Solved

flat database search with Far Eastern characters

Posted on 2002-03-03
13
246 Views
Last Modified: 2013-12-25
I have a flat database online where visitors can input  data or search the database. I have now to expand the search capability to include Far Eastern characters (Japanese).
The problem is, the script I am using currently is written in Python, which does not fully support Far Eastern characters.

However, I noted that it is possible to input Japanese characters properly, which is also correctly stored in the flat database. The search script garbles them, however.
Is there a simple solution to make a Python script handle Far Eastern characters?  Or, as an alternative, can anyone suggest another search script that can search Japanese in a pipe delineated database and display the result as HTML?
0
Comment
Question by:ppblue
  • 6
  • 5
  • 2
13 Comments
 
LVL 27

Expert Comment

by:BigRat
Comment Utility
I would handle far eastern characters by first converting them to UTF-8. In fact UTF-8 will handle ALL character sets, so the conversion in the database will be worth it. You then have a byte stream where each byte is unique.

You'll have to ensure that the character set used for your HTML pages is also UTF-8. Luckily all UTF-8 bytes numerically less than 128 are US-ASCII so the authoring of the pages is not too difficult.

The next problem is the Input text /text area field in the HTML search submit form. You could use the ACCEPT-CHARSET attribute to get the set to be UTF-8 (I have not done this), or you convert the text from 16-bit Unicode (Javascript standard) into UTF-8 on submit with script (I have done that) using a bit of script (charAt function) and a hidden field.

Your Python code then thinks that it is dealing with 8-bit ISO-8898-1 whereas it is actually UTF-8 (which looks strikingly similar!).

HTH
0
 
LVL 2

Author Comment

by:ppblue
Comment Utility
Thanks for answering.
The flat database is a txt file. I do not know if the above method is practical in this case.
Also, most Japanese web sites have no encoding set whatsoever.  They usually are either in Shift-JIS (mostly) or EUC encoding. Maybe I am wrong, but this seems to mean that their browsers have no way of detecting a page's encoding, which, in return, probably means that their browsers are set to Shift-JIS by default and must be switched to EUC manually, if a page is not legible. I have some doubts whether they would detect UTF encoding. I have no idea of Python, but I would rather prefer to be on the safe side.
0
 
LVL 27

Expert Comment

by:BigRat
Comment Utility
"browsers detecting the encoding..."

This WAS a problem in the old days, because the server send no content-type header. In fact if you just send content-type text/html without specifing the character set you get into this old "browser must detect char set problem".
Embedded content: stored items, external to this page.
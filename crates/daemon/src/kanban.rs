// SPDX-License-Identifier: BUSL-1.1
// Copyright (c) 2026 Alfred Jean LLC

//! Kanban model: swimlanes, tasks, column transitions, and the auto-close
//! sweep.
//!
//! Toggle semantics: lane defaults are stamped onto a task once, at
//! creation, for toggles left unset; the read-time resolver still falls
//! through to the current lane default for anything that remains unset.
//! An explicit `false` on a task is never overridden.

use chrono::Duration as ChronoDuration;
use hq_core::{
    Clock, Event, KanbanColumn, LaneId, SwimLane, Task, TaskId, TaskStatus,
};
use hq_storage::{Store, StoreError};
use std::collections::{HashMap, HashSet};
use std::sync::Arc;
use std::time::Duration;
use thiserror::Error;
use tracing::info;

use crate::event_bus::EventBus;

/// Kanban errors.
#[derive(Debug, Error)]
pub enum KanbanError {
    #[error("lane not found: {0}")]
    LaneNotFound(String),
    #[error("task not found: {0}")]
    TaskNotFound(String),
    #[error("task {task} dependency {dependency} does not exist")]
    UnknownDependency { task: String, dependency: String },
    #[error("dependency cycle involving task {0}")]
    DependencyCycle(String),
    #[error("unknown column: {0}")]
    UnknownColumn(String),
    #[error("lane {0} still has tasks")]
    LaneNotEmpty(String),
    #[error(transparent)]
    Store(#[from] StoreError),
}

/// Inputs to task creation.
#[derive(Debug, Clone, Default)]
pub struct NewTask {
    pub description: String,
    pub target_role: Option<hq_core::AgentRole>,
    pub priority: i32,
    pub lane_id: Option<LaneId>,
    pub depends_on: Vec<TaskId>,
    pub toggles: hq_core::Toggles,
    pub input: Option<serde_json::Value>,
    pub tags: Vec<String>,
    pub column: Option<KanbanColumn>,
}

/// The board: owns lanes and tasks, with transitions centralised here.
pub struct Kanban<C: Clock> {
    store: Arc<dyn Store>,
    bus: EventBus,
    clock: C,
}

impl<C: Clock> Kanban<C> {
    pub fn new(store: Arc<dyn Store>, bus: EventBus, clock: C) -> Self {
        Self { store, bus, clock }
    }

    // -- lanes --

    pub fn create_lane(&self, lane: SwimLane) -> Result<SwimLane, KanbanError> {
        self.store.put_lane(&lane)?;
        self.bus.publish(Event::LaneCreated { id: lane.id.clone() });
        Ok(lane)
    }

    pub fn edit_lane(&self, lane: SwimLane) -> Result<SwimLane, KanbanError> {
        if self.store.get_lane(lane.id.as_str())?.is_none() {
            return Err(KanbanError::LaneNotFound(lane.id.as_str().to_string()));
        }
        self.store.put_lane(&lane)?;
        self.bus.publish(Event::LaneUpdated { id: lane.id.clone() });
        Ok(lane)
    }

    pub fn delete_lane(&self, id: &LaneId) -> Result<(), KanbanError> {
        if self.store.get_lane(id.as_str())?.is_none() {
            return Err(KanbanError::LaneNotFound(id.as_str().to_string()));
        }
        if !self.store.tasks_in_lane(id.as_str())?.is_empty() {
            return Err(KanbanError::LaneNotEmpty(id.as_str().to_string()));
        }
        self.store.delete_lane(id.as_str())?;
        self.bus.publish(Event::LaneDeleted { id: id.clone() });
        Ok(())
    }

    pub fn list_lanes(&self) -> Result<Vec<SwimLane>, KanbanError> {
        let mut lanes = self.store.list_lanes()?;
        lanes.sort_by(|a, b| a.created_at.cmp(&b.created_at));
        Ok(lanes)
    }

    pub fn get_lane(&self, id: &str) -> Result<SwimLane, KanbanError> {
        self.store.get_lane(id)?.ok_or_else(|| KanbanError::LaneNotFound(id.to_string()))
    }

    // -- tasks --

    /// Create a task. Lane defaults are stamped onto unset toggles here,
    /// once; later lane edits leave the task untouched.
    pub fn create_task(&self, new: NewTask) -> Result<Task, KanbanError> {
        let mut task = Task::new(new.description, self.clock.now_utc());
        task.target_role = new.target_role;
        task.priority = new.priority;
        task.depends_on = new.depends_on;
        task.toggles = new.toggles;
        task.input = new.input;
        task.tags = new.tags;
        task.column = new.column.unwrap_or(KanbanColumn::Backlog);

        if let Some(lane_id) = new.lane_id {
            let lane = self.get_lane(lane_id.as_str())?;
            task.toggles.stamp(&lane.default_toggles);
            task.lane_id = Some(lane_id);
        }

        self.check_dependencies(&task)?;
        self.store.put_task(&task)?;
        self.bus.publish(Event::TaskSubmitted { id: task.id.clone() });
        Ok(task)
    }

    pub fn get_task(&self, id: &str) -> Result<Task, KanbanError> {
        self.store.get_task(id)?.ok_or_else(|| KanbanError::TaskNotFound(id.to_string()))
    }

    pub fn list_tasks(&self) -> Result<Vec<Task>, KanbanError> {
        let mut tasks = self.store.list_tasks()?;
        tasks.sort_by(|a, b| a.created_at.cmp(&b.created_at));
        Ok(tasks)
    }

    /// Update mutable fields of a task (description, priority, tags,
    /// toggles, dependencies). Dependency edits re-run the cycle check.
    pub fn update_task(&self, task: Task) -> Result<Task, KanbanError> {
        if self.store.get_task(task.id.as_str())?.is_none() {
            return Err(KanbanError::TaskNotFound(task.id.as_str().to_string()));
        }
        self.check_dependencies(&task)?;
        self.store.put_task(&task)?;
        Ok(task)
    }

    pub fn delete_task(&self, id: &TaskId) -> Result<(), KanbanError> {
        if !self.store.delete_task(id.as_str())? {
            return Err(KanbanError::TaskNotFound(id.as_str().to_string()));
        }
        Ok(())
    }

    /// Move a task to a column, applying the column↔status coupling:
    /// `done` forces a terminal status, leaving `done` resets to pending,
    /// and the move is idempotent.
    pub fn move_task(&self, id: &TaskId, column: KanbanColumn) -> Result<Task, KanbanError> {
        let mut task = self.get_task(id.as_str())?;
        if task.column == column {
            return Ok(task); // idempotent
        }

        let now = self.clock.now_utc();
        let was_done = task.column == KanbanColumn::Done;
        task.column = column;
        task.updated_at = now;

        match column {
            KanbanColumn::Done => {
                // Completed unless it already failed
                let status = if task.status == TaskStatus::Failed {
                    TaskStatus::Failed
                } else {
                    TaskStatus::Completed
                };
                task.set_status(status, now);
                task.done_at = Some(now);
            }
            _ if was_done => {
                task.set_status(TaskStatus::Pending, now);
                task.assigned_agent_id = None;
                task.done_at = None;
            }
            _ => {}
        }

        self.store.put_task(&task)?;
        self.bus.publish(Event::TaskMoved { id: id.clone(), column });
        Ok(task)
    }

    /// Hand a task to the orchestrator: move to `in_progress` and mark it
    /// pending for assignment. The caller enqueues it with the orchestrator.
    pub fn start_task(&self, id: &TaskId) -> Result<Task, KanbanError> {
        let mut task = self.get_task(id.as_str())?;
        task.column = KanbanColumn::InProgress;
        if task.status.is_terminal() || task.status == TaskStatus::Assigned {
            task.set_status(TaskStatus::Pending, self.clock.now_utc());
            task.assigned_agent_id = None;
        }
        task.updated_at = self.clock.now_utc();
        self.store.put_task(&task)?;
        self.bus.publish(Event::TaskMoved { id: id.clone(), column: KanbanColumn::InProgress });
        Ok(task)
    }

    /// Pull a task back to `todo`, cancelling any assignment. The caller
    /// tells the orchestrator to drop it from the queue.
    pub fn stop_task(&self, id: &TaskId) -> Result<Task, KanbanError> {
        let mut task = self.get_task(id.as_str())?;
        task.column = KanbanColumn::Todo;
        task.assigned_agent_id = None;
        task.set_status(TaskStatus::Pending, self.clock.now_utc());
        self.store.put_task(&task)?;
        self.bus.publish(Event::TaskMoved { id: id.clone(), column: KanbanColumn::Todo });
        Ok(task)
    }

    /// Board snapshot: every column, tasks ordered by priority then age.
    pub fn board(&self) -> Result<HashMap<KanbanColumn, Vec<Task>>, KanbanError> {
        let mut board: HashMap<KanbanColumn, Vec<Task>> =
            KanbanColumn::ALL.iter().map(|c| (*c, Vec::new())).collect();
        for task in self.store.list_tasks()? {
            board.entry(task.column).or_default().push(task);
        }
        for tasks in board.values_mut() {
            tasks.sort_by(|a, b| {
                b.priority.cmp(&a.priority).then(a.created_at.cmp(&b.created_at))
            });
        }
        Ok(board)
    }

    /// Resolve a task's effective toggles against its current lane.
    pub fn effective_toggles(&self, task: &Task) -> Result<hq_core::EffectiveToggles, KanbanError> {
        let lane = match &task.lane_id {
            Some(id) => self.store.get_lane(id.as_str())?,
            None => None,
        };
        Ok(task.toggles.effective(lane.as_ref().map(|l| &l.default_toggles)))
    }

    /// Find done tasks with effective `autoClose` whose grace window has
    /// elapsed, mark them archived, and return the agents to kill.
    pub fn sweep_auto_close(
        &self,
        grace: Duration,
    ) -> Result<Vec<(TaskId, Option<hq_core::AgentId>)>, KanbanError> {
        let cutoff = self.clock.now_utc()
            - ChronoDuration::from_std(grace).unwrap_or(ChronoDuration::zero());
        let mut swept = Vec::new();

        for mut task in self.store.list_tasks()? {
            if task.column != KanbanColumn::Done
                || task.tags.iter().any(|t| t == "archived")
            {
                continue;
            }
            let Some(done_at) = task.done_at else { continue };
            if done_at > cutoff {
                continue;
            }
            if !self.effective_toggles(&task)?.auto_close {
                continue;
            }

            task.tags.push("archived".to_string());
            let agent = task.assigned_agent_id.clone();
            task.assigned_agent_id = None;
            task.updated_at = self.clock.now_utc();
            self.store.put_task(&task)?;
            info!(task = %task.id, "auto-closed task archived");
            swept.push((task.id.clone(), agent));
        }
        Ok(swept)
    }

    /// Reject dependency edits that would leave the graph cyclic or
    /// dangling. The check runs on insert and on update.
    fn check_dependencies(&self, task: &Task) -> Result<(), KanbanError> {
        if task.depends_on.is_empty() {
            return Ok(());
        }

        let mut edges: HashMap<String, Vec<String>> = HashMap::new();
        for existing in self.store.list_tasks()? {
            edges.insert(
                existing.id.as_str().to_string(),
                existing.depends_on.iter().map(|d| d.as_str().to_string()).collect(),
            );
        }
        for dep in &task.depends_on {
            if dep != &task.id && !edges.contains_key(dep.as_str()) {
                return Err(KanbanError::UnknownDependency {
                    task: task.id.as_str().to_string(),
                    dependency: dep.as_str().to_string(),
                });
            }
        }
        edges.insert(
            task.id.as_str().to_string(),
            task.depends_on.iter().map(|d| d.as_str().to_string()).collect(),
        );

        // DFS from the edited task; revisiting it means a cycle
        let mut visiting = HashSet::new();
        let mut visited = HashSet::new();
        if has_cycle(task.id.as_str(), &edges, &mut visiting, &mut visited) {
            return Err(KanbanError::DependencyCycle(task.id.as_str().to_string()));
        }
        Ok(())
    }
}

fn has_cycle(
    node: &str,
    edges: &HashMap<String, Vec<String>>,
    visiting: &mut HashSet<String>,
    visited: &mut HashSet<String>,
) -> bool {
    if visited.contains(node) {
        return false;
    }
    if !visiting.insert(node.to_string()) {
        return true;
    }
    if let Some(deps) = edges.get(node) {
        for dep in deps {
            if has_cycle(dep, edges, visiting, visited) {
                return true;
            }
        }
    }
    visiting.remove(node);
    visited.insert(node.to_string());
    false
}

#[cfg(test)]
#[path = "kanban_tests.rs"]
mod tests;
Strictly speaking internally in the browser the character set is Unicode. Javascript's charAt function actually returns a 16-bit value for the characters which is actually UTF-16.

The problem is the octet stream returned by the server. This byte or octet stream is encoded in what is called the transport character set and says how the "Unicode" characters are encoded. In http/1.1 and HTML 4 there should be a char-set attribute on the content-type response and if missing this defaults to ISO-8898-1.

Because the servers do not set this correctly, and the default may not apply, one can often set this in the browser. Indeed often it is assumed that the browser and the server are using the same character set (which probably explains why no one in Japan surfs in Russia)

The real problem with multi-language sites is getting the correct characters displayed. There are two approaches. First the "least-common-denominator" approach, secondly the UTF approach.

The second approach I have described. This involves setting the http response to be UTF-8 and always processing this sort of data. This is always an 8-bit byte stream which looks almost identical to ISO-8898-x, indeed the US-ASCII part is the same, and programming and scripting languages are transparent to it. IE from 3.0 was UTF enabled. I believe Netscape from 4.0, but I'm not sure. In any event it is a W3C/Unicode standard.

The first approach involves converting every character which is not US-ASCII and is being sent to the browser into an HTML entity (ie: ampersand, number, semicolon). And of course you'd have to convert everything back again on input.

I personally would make the change to UTF-8. Notepad on Win2K will read a .txt file and store it in UTF-8. It inserts a three byte UTF-8 header in the beginning of the file which can be dected in scripts.
0
 
LVL 2

Author Comment

by:ppblue
Comment Utility
Thanks BigRat!
I have two scripts, one for inputting into the flat database from a form, the others perform search. But I do not know Python!  I heard that Python is weak in handling Far Eastern languages. At least earlier versions. Unfortunately, the company I got the script from seem to have folded. How would I go about doing the conversions you suggest? Do you know Python?
0
 
LVL 27

Expert Comment

by:BigRat
Comment Utility
Sorry, no Python. But the input script assumes ANSI 8-bit, so if we send UTF 8-bit it won't know the difference. So no change.

The search script is interesting. Post it. It might do character conversions before searching and that we might have to change.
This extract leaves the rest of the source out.